Chapter 18: The Program Tactic

Chapter 18: The Program Tactic

Catherine Parent




The facilities described in this document pertain to a special aspect of the Coq system: how to associate to a functional program, whose specification is written in Gallina, a proof of its correctness.

This methodology is based on the Curry-Howard isomorphism between functional programs and constructive proofs. This isomorphism allows the synthesis of a functional program from the constructive part of its proof of correctness. That is, it is possible to analyze a Coq proof, to erase all its non-informative parts (roughly speaking, removing the parts pertaining to sort Prop, considered as comments, to keep only the parts pertaining to sort Set).

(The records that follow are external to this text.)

/// Nothing listens on port 1, so connections are refused immediately.
pub const UNREACHABLE_URL: &str = "http://127.0.0.1:1";

pub fn chat_response_fixture() -> &'static str {
    return r#"
{
    "agent_name": "Scheduler",
    "response": "Your appointment is booked",
    "confidence": 0.92,
    "provenance": [{"source": "appointment_agent"}],
    "metadata": {"routing_confidence": 0.88, "guardrails_applied": 0}
}
"#
    .trim();
}

pub fn login_response_fixture() -> &'static str {
    return r#"{"access_token": "token123", "token_type": "bearer"}"#;
}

This realizability interpretation was defined by Christine Paulin-Mohring in her PhD dissertation, and implemented as a program extraction facility in previous versions of Coq  by Benjamin Werner. However, the corresponding certified program development methodology was very awkward: the user had to understand very precisely the extraction mechanism in order to guide the proof construction towards the desired algorithm. The facilities described in this chapter attempt to do the reverse: i.e. to try and generate the proof of correctness from the program itself, given as argument to a specialized tactic. This work is based on the PhD dissertation of Catherine Parent (see bibliography of the Coq reference manual).